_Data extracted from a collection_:
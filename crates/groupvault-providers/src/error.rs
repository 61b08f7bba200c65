//! Error types for storage and identity provider operations.

use std::fmt;
use thiserror::Error;

/// The category of a provider error.
///
/// This enum provides a high-level classification of errors for use in
/// user-facing replies and retry decisions.
#[derive(Debug, Clone, Copy, PartialEq, Eq, Hash)]
pub enum ProviderErrorCode {
    /// Authentication failed - credentials are invalid or expired.
    AuthenticationFailed,
    /// The provider rejected the operation for lack of permission.
    PermissionDenied,
    /// The account's storage or API quota is exhausted.
    QuotaExceeded,
    /// Network error - connection failed, timeout, DNS resolution.
    NetworkError,
    /// Rate limit exceeded - too many requests.
    RateLimited,
    /// Server returned an error (5xx status codes).
    ServerError,
    /// Invalid response from the server - parse error, unexpected format.
    InvalidResponse,
    /// Resource not found (404).
    NotFound,
    /// Request was invalid (400) - bad parameters, malformed request.
    BadRequest,
    /// Configuration error - missing or invalid config.
    ConfigurationError,
    /// No credential is bound for the requested identity.
    NotLinked,
    /// A credential exists but the provider rejects refreshing it;
    /// re-authorization is required.
    Revoked,
    /// Internal provider error - unexpected state, bug.
    InternalError,
}

impl ProviderErrorCode {
    /// Returns true if this error is transient and the operation may be
    /// retried.
    pub fn is_retryable(&self) -> bool {
        matches!(
            self,
            Self::NetworkError | Self::RateLimited | Self::ServerError
        )
    }

    /// Returns true if the caller should prompt for re-authorization.
    pub fn needs_relink(&self) -> bool {
        matches!(self, Self::NotLinked | Self::Revoked)
    }

    /// Returns a human-readable name for this error code.
    pub fn as_str(&self) -> &'static str {
        match self {
            Self::AuthenticationFailed => "authentication_failed",
            Self::PermissionDenied => "permission_denied",
            Self::QuotaExceeded => "quota_exceeded",
            Self::NetworkError => "network_error",
            Self::RateLimited => "rate_limited",
            Self::ServerError => "server_error",
            Self::InvalidResponse => "invalid_response",
            Self::NotFound => "not_found",
            Self::BadRequest => "bad_request",
            Self::ConfigurationError => "configuration_error",
            Self::NotLinked => "not_linked",
            Self::Revoked => "revoked",
            Self::InternalError => "internal_error",
        }
    }
}

impl fmt::Display for ProviderErrorCode {
    fn fmt(&self, f: &mut fmt::Formatter<'_>) -> fmt::Result {
        write!(f, "{}", self.as_str())
    }
}

/// An error that occurred while interacting with an external provider.
#[derive(Debug, Error)]
pub struct ProviderError {
    /// The error code categorizing this error.
    code: ProviderErrorCode,
    /// A human-readable message describing the error.
    message: String,
    /// The underlying cause of this error, if any.
    #[source]
    source: Option<Box<dyn std::error::Error + Send + Sync>>,
}

impl ProviderError {
    /// Creates a new provider error with the given code and message.
    pub fn new(code: ProviderErrorCode, message: impl Into<String>) -> Self {
        Self {
            code,
            message: message.into(),
            source: None,
        }
    }

    /// Creates an authentication error.
    pub fn authentication(message: impl Into<String>) -> Self {
        Self::new(ProviderErrorCode::AuthenticationFailed, message)
    }

    /// Creates a permission-denied error.
    pub fn permission_denied(message: impl Into<String>) -> Self {
        Self::new(ProviderErrorCode::PermissionDenied, message)
    }

    /// Creates a quota-exceeded error.
    pub fn quota_exceeded(message: impl Into<String>) -> Self {
        Self::new(ProviderErrorCode::QuotaExceeded, message)
    }

    /// Creates a network error.
    pub fn network(message: impl Into<String>) -> Self {
        Self::new(ProviderErrorCode::NetworkError, message)
    }

    /// Creates a rate limit error.
    pub fn rate_limited(message: impl Into<String>) -> Self {
        Self::new(ProviderErrorCode::RateLimited, message)
    }

    /// Creates a server error.
    pub fn server(message: impl Into<String>) -> Self {
        Self::new(ProviderErrorCode::ServerError, message)
    }

    /// Creates an invalid response error.
    pub fn invalid_response(message: impl Into<String>) -> Self {
        Self::new(ProviderErrorCode::InvalidResponse, message)
    }

    /// Creates a not found error.
    pub fn not_found(message: impl Into<String>) -> Self {
        Self::new(ProviderErrorCode::NotFound, message)
    }

    /// Creates a bad request error.
    pub fn bad_request(message: impl Into<String>) -> Self {
        Self::new(ProviderErrorCode::BadRequest, message)
    }

    /// Creates a configuration error.
    pub fn configuration(message: impl Into<String>) -> Self {
        Self::new(ProviderErrorCode::ConfigurationError, message)
    }

    /// Creates a not-linked error.
    pub fn not_linked(message: impl Into<String>) -> Self {
        Self::new(ProviderErrorCode::NotLinked, message)
    }

    /// Creates a revoked-credential error.
    pub fn revoked(message: impl Into<String>) -> Self {
        Self::new(ProviderErrorCode::Revoked, message)
    }

    /// Creates an internal error.
    pub fn internal(message: impl Into<String>) -> Self {
        Self::new(ProviderErrorCode::InternalError, message)
    }

    /// Sets the source error for this error.
    pub fn with_source<E>(mut self, source: E) -> Self
    where
        E: std::error::Error + Send + Sync + 'static,
    {
        self.source = Some(Box::new(source));
        self
    }

    /// Returns the error code.
    pub fn code(&self) -> ProviderErrorCode {
        self.code
    }

    /// Returns the error message.
    pub fn message(&self) -> &str {
        &self.message
    }

    /// Returns true if this error is transient and may be retried.
    pub fn is_retryable(&self) -> bool {
        self.code.is_retryable()
    }
}

impl fmt::Display for ProviderError {
    fn fmt(&self, f: &mut fmt::Formatter<'_>) -> fmt::Result {
        write!(f, "{}: {}", self.code, self.message)
    }
}

/// A specialized Result type for provider operations.
pub type ProviderResult<T> = Result<T, ProviderError>;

_Problem requirements_:
Return every record, word for word.

_Answer section_:
filename crates/groupvault-providers/src/error.rs
repository 61b08f7bba200c65
//! Error types for storage and identity provider operations.

use std::fmt;
use thiserror::Error;

/// The category of a provider error.
///
/// This enum provides a high-level classification of errors for use in
/// user-facing replies and retry decisions.
#[derive(Debug, Clone, Copy, PartialEq, Eq, Hash)]
pub enum ProviderErrorCode {
    /// Authentication failed - credentials are invalid or expired.
    AuthenticationFailed,
    /// The provider rejected the operation for lack of permission.
    PermissionDenied,
    /// The account's storage or API quota is exhausted.
    QuotaExceeded,
    /// Network error - connection failed, timeout, DNS resolution.
    NetworkError,
    /// Rate limit exceeded - too many requests.
    RateLimited,
    /// Server returned an error (5xx status codes).
    ServerError,
    /// Invalid response from the server - parse error, unexpected format.
    InvalidResponse,
    /// Resource not found (404).
    NotFound,
    /// Request was invalid (400) - bad parameters, malformed request.
    BadRequest,
    /// Configuration error - missing or invalid config.
    ConfigurationError,
    /// No credential is bound for the requested identity.
    NotLinked,
    /// A credential exists but the provider rejects refreshing it;
    /// re-authorization is required.
    Revoked,
    /// Internal provider error - unexpected state, bug.
    InternalError,
}

impl ProviderErrorCode {
    /// Returns true if this error is transient and the operation may be
    /// retried.
    pub fn is_retryable(&self) -> bool {
        matches!(
            self,
            Self::NetworkError | Self::RateLimited | Self::ServerError
        )
    }

    /// Returns true if the caller should prompt for re-authorization.
    pub fn needs_relink(&self) -> bool {
        matches!(self, Self::NotLinked | Self::Revoked)
    }

    /// Returns a human-readable name for this error code.
    pub fn as_str(&self) -> &'static str {
        match self {
            Self::AuthenticationFailed => "authentication_failed",
            Self::PermissionDenied => "permission_denied",
            Self::QuotaExceeded => "quota_exceeded",
            Self::NetworkError => "network_error",
            Self::RateLimited => "rate_limited",
            Self::ServerError => "server_error",
            Self::InvalidResponse => "invalid_response",
            Self::NotFound => "not_found",
            Self::BadRequest => "bad_request",
            Self::ConfigurationError => "configuration_error",
            Self::NotLinked => "not_linked",
            Self::Revoked => "revoked",
            Self::InternalError => "internal_error",
        }
    }
}

impl fmt::Display for ProviderErrorCode {
    fn fmt(&self, f: &mut fmt::Formatter<'_>) -> fmt::Result {
        write!(f, "{}", self.as_str())
    }
}

/// An error that occurred while interacting with an external provider.
#[derive(Debug, Error)]
pub struct ProviderError {
    /// The error code categorizing this error.
    code: ProviderErrorCode,
    /// A human-readable message describing the error.
    message: String,
    /// The underlying cause of this error, if any.
    #[source]
    source: Option<Box<dyn std::error::Error + Send + Sync>>,
}

impl ProviderError {
    /// Creates a new provider error with the given code and message.
    pub fn new(code: ProviderErrorCode, message: impl Into<String>) -> Self {
        Self {
            code,
            message: message.into(),
            source: None,
        }
    }

    /// Creates an authentication error.
    pub fn authentication(message: impl Into<String>) -> Self {
        Self::new(ProviderErrorCode::AuthenticationFailed, message)
    }

    /// Creates a permission-denied error.
    pub fn permission_denied(message: impl Into<String>) -> Self {
        Self::new(ProviderErrorCode::PermissionDenied, message)
    }

    /// Creates a quota-exceeded error.
    pub fn quota_exceeded(message: impl Into<String>) -> Self {
        Self::new(ProviderErrorCode::QuotaExceeded, message)
    }

    /// Creates a network error.
    pub fn network(message: impl Into<String>) -> Self {
        Self::new(ProviderErrorCode::NetworkError, message)
    }

    /// Creates a rate limit error.
    pub fn rate_limited(message: impl Into<String>) -> Self {
        Self::new(ProviderErrorCode::RateLimited, message)
    }

    /// Creates a server error.
    pub fn server(message: impl Into<String>) -> Self {
        Self::new(ProviderErrorCode::ServerError, message)
    }

    /// Creates an invalid response error.
    pub fn invalid_response(message: impl Into<String>) -> Self {
        Self::new(ProviderErrorCode::InvalidResponse, message)
    }

    /// Creates a not found error.
    pub fn not_found(message: impl Into<String>) -> Self {
        Self::new(ProviderErrorCode::NotFound, message)
    }

    /// Creates a bad request error.
    pub fn bad_request(message: impl Into<String>) -> Self {
        Self::new(ProviderErrorCode::BadRequest, message)
    }

    /// Creates a configuration error.
    pub fn configuration(message: impl Into<String>) -> Self {
        Self::new(ProviderErrorCode::ConfigurationError, message)
    }

    /// Creates a not-linked error.
    pub fn not_linked(message: impl Into<String>) -> Self {
        Self::new(ProviderErrorCode::NotLinked, message)
    }

    /// Creates a revoked-credential error.
    pub fn revoked(message: impl Into<String>) -> Self {
        Self::new(ProviderErrorCode::Revoked, message)
    }

    /// Creates an internal error.
    pub fn internal(message: impl Into<String>) -> Self {
        Self::new(ProviderErrorCode::InternalError, message)
    }

    /// Sets the source error for this error.
    pub fn with_source<E>(mut self, source: E) -> Self
    where
        E: std::error::Error + Send + Sync + 'static,
    {
        self.source = Some(Box::new(source));
        self
    }

    /// Returns the error code.
    pub fn code(&self) -> ProviderErrorCode {
        self.code
    }

    /// Returns the error message.
    pub fn message(&self) -> &str {
        &self.message
    }

    /// Returns true if this error is transient and may be retried.
    pub fn is_retryable(&self) -> bool {
        self.code.is_retryable()
    }
}

impl fmt::Display for ProviderError {
    fn fmt(&self, f: &mut fmt::Formatter<'_>) -> fmt::Result {
        write!(f, "{}: {}", self.code, self.message)
    }
}

/// A specialized Result type for provider operations.
pub type ProviderResult<T> = Result<T, ProviderError>;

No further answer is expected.